Inhibition of two monomeric butyrylcholinesterases from rabbit liver by chlorpromazine and other drugs.

A new form of cholinesterases has been discovered in rabbit liver; the new enzymes are monomeric butyrylcholinesterases (EC 3.1.1.8), mBuChE I and mBuChE II. These enzymes are inhibited reversibly by chlorpromazine in the pharmacologically active concentration range and they exhibit mixed competitive-noncompetitive inhibition patterns. The apparent competitive inhibition constants, Ki with chlorpromazine, are 1.8 x 10(-6) M for mBuChE I and 7.6 x 10(-6) M for mBuChE II, whereas the noncompetitive inhibition constant is 1.1 x 10(-5) M for mBuChE II as determined by spectrophotometric assay with n-butyrylthiocholine iodide substrate.
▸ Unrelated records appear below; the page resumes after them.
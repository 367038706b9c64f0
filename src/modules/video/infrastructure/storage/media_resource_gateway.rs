use async_trait::async_trait;
use std::sync::Arc;

use super::storage_service::StorageService;
use crate::modules::video::domain::{
    AudioVideoMedia, ImageMedia, MediaResourceGateway, Resource, VideoId, VideoMediaType,
    VideoResource,
};
use crate::shared::config::StorageConfig;
use crate::shared::errors::AppResult;
use crate::shared::utils::logger::LogContext;

/// Media gateway over any `StorageService`
///
/// A video's assets live in one folder derived from the location pattern,
/// one file per media type derived from the filename pattern, e.g.
/// `videoId-{id}/type-VIDEO`.
pub struct DefaultMediaResourceGateway {
    storage: Arc<dyn StorageService>,
    location_pattern: String,
    filename_pattern: String,
}

impl DefaultMediaResourceGateway {
    pub fn new(storage: Arc<dyn StorageService>, config: &StorageConfig) -> Self {
        Self {
            storage,
            location_pattern: config.location_pattern.clone(),
            filename_pattern: config.filename_pattern.clone(),
        }
    }

    fn folder(&self, video_id: &VideoId) -> String {
        self.location_pattern.replace("{videoId}", video_id.value())
    }

    fn filename(&self, media_type: VideoMediaType) -> String {
        self.filename_pattern.replace("{type}", media_type.as_str())
    }

    pub fn location(&self, video_id: &VideoId, media_type: VideoMediaType) -> String {
        format!("{}/{}", self.folder(video_id), self.filename(media_type))
    }

    async fn store(&self, video_id: &VideoId, resource: &VideoResource) -> AppResult<String> {
        let location = self.location(video_id, resource.media_type());
        self.storage.store(&location, resource.resource()).await?;

        LogContext::storage_operation("store", &location, Some(resource.resource().content().len()));
        Ok(location)
    }
}

#[async_trait]
impl MediaResourceGateway for DefaultMediaResourceGateway {
    async fn store_audio_video(
        &self,
        video_id: &VideoId,
        resource: VideoResource,
    ) -> AppResult<AudioVideoMedia> {
        let location = self.store(video_id, &resource).await?;
        let resource = resource.into_resource();

        Ok(AudioVideoMedia::new_stored(
            resource.checksum(),
            resource.name(),
            location,
        ))
    }

    async fn store_image(
        &self,
        video_id: &VideoId,
        resource: VideoResource,
    ) -> AppResult<ImageMedia> {
        let location = self.store(video_id, &resource).await?;
        let resource = resource.into_resource();

        Ok(ImageMedia::with(resource.checksum(), resource.name(), location))
    }

    async fn get_resource(
        &self,
        video_id: &VideoId,
        media_type: VideoMediaType,
    ) -> AppResult<Option<Resource>> {
        self.storage.get(&self.location(video_id, media_type)).await
    }

    async fn clear_resources(&self, video_id: &VideoId) -> AppResult<()> {
        let prefix = format!("{}/", self.folder(video_id));
        let locations = self.storage.list(&prefix).await?;

        self.storage.delete_all(&locations).await?;

        LogContext::storage_operation("clear", &prefix, None);
        Ok(())
    }
}

#[cfg(test)]
mod tests {
    use super::*;
    use crate::modules::video::domain::MediaStatus;
    use crate::modules::video::infrastructure::storage::InMemoryStorageService;

    fn gateway() -> (DefaultMediaResourceGateway, InMemoryStorageService) {
        let storage = InMemoryStorageService::new();
        let gateway =
            DefaultMediaResourceGateway::new(Arc::new(storage.clone()), &StorageConfig::default());
        (gateway, storage)
    }

    fn video_resource(media_type: VideoMediaType) -> VideoResource {
        VideoResource::with(
            media_type,
            Resource::with(vec![1, 2], "abc", "application/octet-stream", "file.bin"),
        )
    }

    #[tokio::test]
    async fn test_store_audio_video_uses_deterministic_location() {
        let (gateway, _) = gateway();
        let id = VideoId::from("123");

        let media = gateway
            .store_audio_video(&id, video_resource(VideoMediaType::Video))
            .await
            .unwrap();

        assert_eq!(media.raw_location(), "videoId-123/type-VIDEO");
        assert_eq!(media.status(), MediaStatus::Pending);
        assert_eq!(media.checksum(), "abc");
        assert!(media.encoded_location().is_empty());
    }

    #[tokio::test]
    async fn test_store_image_and_get_back() {
        let (gateway, _) = gateway();
        let id = VideoId::from("123");

        let image = gateway
            .store_image(&id, video_resource(VideoMediaType::ThumbnailHalf))
            .await
            .unwrap();
        let stored = gateway
            .get_resource(&id, VideoMediaType::ThumbnailHalf)
            .await
            .unwrap();

        assert_eq!(image.location(), "videoId-123/type-THUMBNAIL_HALF");
        assert_eq!(stored.map(|r| r.content().to_vec()), Some(vec![1, 2]));
        assert!(gateway
            .get_resource(&id, VideoMediaType::Banner)
            .await
            .unwrap()
            .is_none());
    }

    #[tokio::test]
    async fn test_clear_resources_only_touches_that_video() {
        let (gateway, storage) = gateway();
        let first = VideoId::from("1");
        let second = VideoId::from("12");

        gateway.store_image(&first, video_resource(VideoMediaType::Banner)).await.unwrap();
        gateway.store_audio_video(&first, video_resource(VideoMediaType::Trailer)).await.unwrap();
        gateway.store_image(&second, video_resource(VideoMediaType::Banner)).await.unwrap();

        gateway.clear_resources(&first).await.unwrap();

        assert_eq!(storage.len(), 1);
        assert!(gateway
            .get_resource(&second, VideoMediaType::Banner)
            .await
            .unwrap()
            .is_some());
    }

    #[tokio::test]
    async fn test_custom_patterns() {
        let config = StorageConfig {
            location_pattern: "videos/{videoId}".to_string(),
            filename_pattern: "{type}.bin".to_string(),
            ..StorageConfig::default()
        };
        let gateway =
            DefaultMediaResourceGateway::new(Arc::new(InMemoryStorageService::new()), &config);

        assert_eq!(
            gateway.location(&VideoId::from("9"), VideoMediaType::Trailer),
            "videos/9/TRAILER.bin"
        );
    }
}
Although inhibition of mBuChE I also exhibited noncompetitive behavior, a binding constant could not be determined. Human serum oligometric butyrylcholinesterase (oBuChE) was employed as a control cholinesterase and also demonstrated mixed inhibition kinetics. The competitive inhibition constant for the oBuChE was 5.5 x 10(-7) M in the low substrate region, whereas the apparent noncompetitive binding constant was 1.6 x 10(-5) M in the activated higher substrate region with n-butyrylthiocholine iodide as the substrate and chlorpromazine as the reversible inhibitor. The presence of a noncompetitive binding component indicates the presence of an operative modifier or allosteric site binding the inhibitor on both mBuChEs and the oBuChE. The inhibition constants were calculated assuming that the enzymes followed simple Michaelian kinetics.